La mostra “Keep thinking nobody does it like you here comes the sunset” di Jonathan Lyndon Chase
Per questa esposizione, Chase suddivide il piano terra della galleria in ambienti domestici: soggiorno, camera da letto, cucina e bagno. Non si tratta di una semplice scenografia, ma di una vera e propria architettura emotiva. Gli spazi diventano paesaggi interiori, luoghi in cui le figure dipinte, disegnate o suggerite si muovono, si incontrano, si sfiorano.

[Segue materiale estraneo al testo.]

// SPDX-FileCopyrightText: 2026 Stanislaw Grams <stanislawgrams@gmail.com>
//
// SPDX-License-Identifier: BSD-2-Clause

//! The capture source: opens a cpal input stream, downmixes to mono,
//! quantizes to unsigned 8-bit PCM, and feeds the pipeline's ring. The
//! cpal audio callback only pushes samples -- it never calls `run_cycle`,
//! since the fan-out/wait-all coordinator pass may take longer than the
//! audio backend's real-time deadline allows. A separate cadence on the
//! owning thread drives `run_cycle` once per window.
//!
//! Device loss (USB unplug, ALSA POLLERR, …) reopens the stream rather
//! than terminating the process, mirroring `trx-server`'s audio capture
//! recovery loop.

use std::sync::atomic::{AtomicBool, AtomicU32, Ordering};
use std::sync::Arc;
use std::time::{Duration, Instant};

use cpal::traits::{DeviceTrait, HostTrait, StreamTrait};
use tracing::{debug, info, warn};

use dtmf_core::Pipeline;

use crate::error::CaptureError;

const STREAM_RECOVERY_DELAY: Duration = Duration::from_millis(500);

/// Tracks the minimum and maximum downmixed sample value seen since the
/// last reset, using lock-free atomics so the audio callback never blocks.
struct MinMaxMonitor {
    min_bits: AtomicU32,
    max_bits: AtomicU32,
}

impl MinMaxMonitor {
    fn new() -> Self {
        Self {
            min_bits: AtomicU32::new(f32::MAX.to_bits()),
            max_bits: AtomicU32::new(f32::MIN.to_bits()),
        }
    }

    fn observe(&self, sample: f32) {
        let bits = sample.to_bits();

        let mut current = self.min_bits.load(Ordering::Relaxed);
        while f32::from_bits(bits) < f32::from_bits(current) {
            match self.min_bits.compare_exchange_weak(
                current,
                bits,
                Ordering::Relaxed,
                Ordering::Relaxed,
            ) {
                Ok(_) => break,
                Err(observed) => current = observed,
            }
        }

        let mut current = self.max_bits.load(Ordering::Relaxed);
        while f32::from_bits(bits) > f32::from_bits(current) {
            match self.max_bits.compare_exchange_weak(
                current,
                bits,
                Ordering::Relaxed,
                Ordering::Relaxed,
            ) {
                Ok(_) => break,
                Err(observed) => current = observed,
            }
        }
    }

    /// Read back the current (min, max) and reset for the next interval.
    fn take(&self) -> (f32, f32) {
        let min = f32::from_bits(self.min_bits.swap(f32::MAX.to_bits(), Ordering::Relaxed));
        let max = f32::from_bits(self.max_bits.swap(f32::MIN.to_bits(), Ordering::Relaxed));
        (min, max)
    }
}

fn downmix_to_mono(data: &[f32], channels: usize) -> Vec<f32> {
    if channels <= 1 {
        return data.to_vec();
    }
    let num_frames = data.len() / channels;
    let mut mono = Vec::with_capacity(num_frames);
    for frame in data.chunks_exact(channels) {
        let sum: f32 = frame.iter().sum();
        mono.push(sum / channels as f32);
    }
    mono
}

fn quantize_u8(sample: f32) -> u8 {
    let clamped = sample.clamp(-1.0, 1.0);
    (127.0 + clamped * 127.0).round().clamp(0.0, 255.0) as u8
}

fn select_device(
    host: &cpal::Host,
    device_name: Option<&str>,
) -> Result<cpal::Device, CaptureError> {
    match device_name {
        Some(name) => host
            .input_devices()
            .map_err(|e| CaptureError::DeviceEnumeration(e.to_string()))?
            .find(|d| d.name().map(|n| n == name).unwrap_or(false))
            .ok_or_else(|| CaptureError::NoDevice(Some(name.to_string()))),
        None => host
            .default_input_device()
            .ok_or(CaptureError::NoDevice(None)),
    }
}

fn open_input_stream(
    device_name: Option<&str>,
    sample_rate: u32,
    pipeline: Arc<Pipeline>,
    monitor: Arc<MinMaxMonitor>,
    stream_failed: Arc<AtomicBool>,
) -> Result<cpal::Stream, CaptureError> {
    let host = cpal::default_host();
    let device = select_device(&host, device_name)?;

    info!(
        device = %device.name().unwrap_or_else(|_| "unknown".into()),
        "DTMF capture: using input device"
    );

    let supported = device
        .default_input_config()
        .map_err(|e| CaptureError::UnsupportedStreamConfig(e.to_string()))?;
    let channels = supported.channels() as usize;

    let config = cpal::StreamConfig {
        channels: channels as u16,
        sample_rate: cpal::SampleRate(sample_rate),
        buffer_size: cpal::BufferSize::Default,
    };

    let stream = device
        .build_input_stream(
            &config,
            move |data: &[f32], _: &cpal::InputCallbackInfo| {
                let mono = downmix_to_mono(data, channels);
                for &sample in &mono {
                    monitor.observe(sample);
                }
                let batch: Vec<u8> = mono.iter().copied().map(quantize_u8).collect();
                pipeline.enqueue_batch(&batch);
            },
            move |err| {
                warn!("DTMF capture: input stream error: {}", err);
                stream_failed.store(true, Ordering::SeqCst);
            },
            None,
        )
        .map_err(|e| CaptureError::StreamOpen(e.to_string()))?;

    stream
        .play()
        .map_err(|e| CaptureError::StreamPlay(e.to_string()))?;

    Ok(stream)
}

/// Run the capture loop until `running` is cleared. Reopens the input
/// stream whenever the backend reports an error, matching the recovery
/// policy the spec's error table calls for on capture-layer faults:
/// log and continue, never terminate the process.
pub fn run_capture(
    pipeline: Arc<Pipeline>,
    device_name: Option<String>,
    cycle_interval: Duration,
    monitor_interval_seconds: u32,
    running: Arc<AtomicBool>,
) {
    let sample_rate = pipeline.sample_rate();
    let monitor = Arc::new(MinMaxMonitor::new());
    let mut last_monitor_log = Instant::now();

    while running.load(Ordering::Acquire) {
        let stream_failed = Arc::new(AtomicBool::new(false));

        let stream = open_input_stream(
            device_name.as_deref(),
            sample_rate,
            pipeline.clone(),
            monitor.clone(),
            stream_failed.clone(),
        );

        let stream = match stream {
            Ok(stream) => stream,
            Err(err) => {
                warn!("DTMF capture: {}, retrying", err);
                std::thread::sleep(STREAM_RECOVERY_DELAY);
                continue;
            }
        };

        while running.load(Ordering::Acquire) && !stream_failed.load(Ordering::SeqCst) {
            pipeline.run_cycle();

            if monitor_interval_seconds > 0
                && last_monitor_log.elapsed()
                    >= Duration::from_secs(monitor_interval_seconds as u64)
            {
                let (min, max) = monitor.take();
                debug!(min, max, "DTMF capture: channel sample range");
                last_monitor_log = Instant::now();
            }

            std::thread::sleep(cycle_interval);
        }

        drop(stream);

        if stream_failed.load(Ordering::SeqCst) {
            warn!("DTMF capture: stream failed, reopening");
            std::thread::sleep(STREAM_RECOVERY_DELAY);
        }
    }
}

#[cfg(test)]
mod tests {
    use super::*;

    #[test]
    fn mono_passthrough_is_unchanged() {
        let data = [0.1, -0.2, 0.3];
        assert_eq!(downmix_to_mono(&data, 1), vec![0.1, -0.2, 0.3]);
    }

    #[test]
    fn stereo_downmix_averages_channel_pairs() {
        let data = [1.0, -1.0, 0.5, 0.5];
        assert_eq!(downmix_to_mono(&data, 2), vec![0.0, 0.5]);
    }

    #[test]
    fn quantize_maps_full_scale_to_byte_range() {
        assert_eq!(quantize_u8(0.0), 127);
        assert_eq!(quantize_u8(1.0), 254);
        assert_eq!(quantize_u8(-1.0), 0);
    }

    #[test]
    fn quantize_clamps_out_of_range_input() {
        assert_eq!(quantize_u8(5.0), 254);
        assert_eq!(quantize_u8(-5.0), 0);
    }

    #[test]
    fn monitor_tracks_min_and_max_then_resets() {
        let monitor = MinMaxMonitor::new();
        monitor.observe(0.2);
        monitor.observe(-0.4);
        monitor.observe(0.9);
        let (min, max) = monitor.take();
        assert_eq!(min, -0.4);
        assert_eq!(max, 0.9);

        let (min, max) = monitor.take();
        assert_eq!(min, f32::MAX);
        assert_eq!(max, f32::MIN);
    }
}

Gli interni funzionano come archivi affettivi. Il tappeto trattiene storie, le superfici portano tracce di vite trascorse, le pareti sembrano respirare. Crepe, fili scoperti, tubi che gocciolano, soffitti che perdono: la casa appare come un corpo vulnerabile, esposto, attraversato dal tempo. In questa dimensione domestica si condensa l’intera tensione della mostra: il privato non è rifugio neutro, ma spazio politico.
La domesticità, nella pratica di Chase, è luogo di affermazione identitaria ma anche di precarietà. È qui che il corpo queer nero può sottrarsi agli sguardi normativi, ma è anche qui che si depositano le ferite della storia e della memoria.

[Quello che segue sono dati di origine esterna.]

// SPDX-FileCopyrightText: 2026 Stanislaw Grams <stanislawgrams@gmail.com>
//
// SPDX-License-Identifier: BSD-2-Clause

//! Pipeline error types.
//!
//! Follows the error policy table in the spec: init-fatal errors propagate
//! to the caller with no partial startup, worker wake anomalies clear
//! `running` and drain the pipeline, and caller misuse is a fatal assertion
//! rather than a recoverable `Result`.

use std::io;

use thiserror::Error;

#[derive(Debug, Error)]
pub enum PipelineError {
    #[error("failed to allocate the {0}-byte sample ring")]
    RingAllocationFailed(usize),

    #[error("failed to spawn Goertzel worker thread for tone index {index}: {source}")]
    WorkerSpawnFailed { index: usize, source: io::Error },

    #[error("{0}")]
    InvalidConfig(String),
}

/// A worker's wait on its start event failed or returned for an
/// unrecognized reason. Per the spec this is never retried: it clears
/// `running` and the worker exits.
#[derive(Debug, Error)]
#[error("Goertzel worker {index} wake failed: {reason}")]
pub struct WorkerWakeError {
    pub index: usize,
    pub reason: &'static str,
}
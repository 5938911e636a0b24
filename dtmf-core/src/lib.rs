// SPDX-FileCopyrightText: 2026 Stanislaw Grams <stanislawgrams@gmail.com>
//
// SPDX-License-Identifier: BSD-2-Clause

//! Real-time DTMF (Dual-Tone Multi-Frequency) decoding core.
//!
//! Owns the sample ring, the eight-tone Goertzel worker pool, the pipeline
//! coordinator that fans work out and merges results, and the keypad
//! decoder. No audio backend and no logging subscriber live here — those
//! belong to whatever binary drives this pipeline.

pub mod config;
pub mod coordinator;
pub mod error;
pub mod event;
pub mod goertzel;
pub mod hint;
pub mod keypad;
pub mod lifecycle;
pub mod ring;
pub mod tone;
pub mod view;

pub type DynResult<T> = Result<T, Box<dyn std::error::Error + Send + Sync>>;

pub use config::PipelineConfig;
pub use error::PipelineError;
pub use keypad::{decode_key, KeyLabel};
pub use lifecycle::Pipeline;
pub use tone::{ToneDescriptor, ToneTable, COLUMN_FREQUENCIES_HZ, ROW_FREQUENCIES_HZ};
pub use view::{StateChangeSink, ToneSnapshot};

Le figure di Chase non sono mai silenziose. I loro corpi comunicano quanto – e talvolta più – delle parole. La mostra riflette su opposti e tensioni: astrazione e figurazione, equilibrio e instabilità, leggibilità e opacità. I corpi possono essere frammentati, deformati, sovrapposti agli oggetti; talvolta sembrano fondersi con l’ambiente, altre volte emergono con forza quasi teatrale.
In questa dinamica, il tempo gioca un ruolo centrale. Il passare delle ore, l’accumularsi della polvere, la luce che cambia sono elementi che strutturano l’esperienza. Il titolo stesso – lungo, quasi musicale – suggerisce un movimento, un pensiero che scorre fino al tramonto. C’è un senso di attesa, di sospensione.
Il testo di Devin N. Morris, che accompagna la mostra, amplifica questa dimensione sensoriale. La cucina che “brucia a 400 gradi”, i corpi ammassati, il tappeto che ha viaggiato più lontano di qualsiasi famiglia: sono immagini che restituiscono la casa come luogo saturo di memoria e relazioni.
Pulire, lavare, raccogliere capelli, far gocciolare la cera: gesti minimi diventano rituali. La manutenzione dello spazio coincide con la cura di sé e della propria comunità. “Che fare di tutta questa memoria e di questa età?”, sembra chiedere il testo. È una domanda che attraversa l’intera esposizione.
Gli ambienti non sono neutri fondali, ma superfici impregnate di vissuto. Ogni oggetto è carico di una presenza. Anche l’assenza – di figli, di stabilità, di riconoscimento – diventa materia tangibile.
Jonathan Lyndon Chase costruisce un linguaggio visivo che mette in discussione l’idea stessa di rappresentazione. I suoi lavori oscillano tra figurazione e dissoluzione, tra riconoscibilità e ambiguità. L’identità non è mai fissata, ma continuamente ridefinita nello spazio domestico.
In un momento storico in cui le questioni legate alla visibilità queer e alla rappresentazione dei corpi neri sono al centro del dibattito culturale globale, la mostra milanese si inserisce con forza nel discorso contemporaneo, offrendo uno sguardo intimo e al tempo stesso politico.